__The task__
Each line of the material below that holds the word "child" needs to be copied.

__Data to examine__
************

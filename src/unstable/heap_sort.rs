//! Binary max-heap sort. *O*(*n* \* log(*n*)) worst-case, no extra memory.

sort_impl!("heap_sort_unstable", heap_sort);

#[cfg_attr(feature = "no_inline_sub_functions", inline(never))]
pub(crate) fn heap_sort<T, F>(v: &mut [T], is_less: &mut F)
where
    F: FnMut(&T, &T) -> bool,
{
    let len = v.len();
    if len < 2 {
        return;
    }

    // Bottom-up construction, leaves are already valid heaps.
    for node in (0..len / 2).rev() {
        sift_down(v, node, is_less);
    }

    for end in (1..len).rev() {
        v.swap(0, end);
        sift_down(&mut v[..end], 0, is_less);
    }
}

/// Restores `parent >= child` below `node`, assuming both subtrees already are heaps.
fn sift_down<T, F>(heap: &mut [T], mut node: usize, is_less: &mut F)
where
    F: FnMut(&T, &T) -> bool,
{
    let len = heap.len();

    loop {
        let mut child = 2 * node + 1;
        if child >= len {
            return;
        }

        if child + 1 < len && is_less(&heap[child], &heap[child + 1]) {
            child += 1;
        }

        if !is_less(&heap[node], &heap[child]) {
            return;
        }

        heap.swap(node, child);
        node = child;
    }
}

************

__Task solution__
/// Restores `parent >= child` below `node`, assuming both subtrees already are heaps.
        let mut child = 2 * node + 1;
        if child >= len {
        if child + 1 < len && is_less(&heap[child], &heap[child + 1]) {
            child += 1;
        if !is_less(&heap[node], &heap[child]) {
        heap.swap(node, child);
        node = child;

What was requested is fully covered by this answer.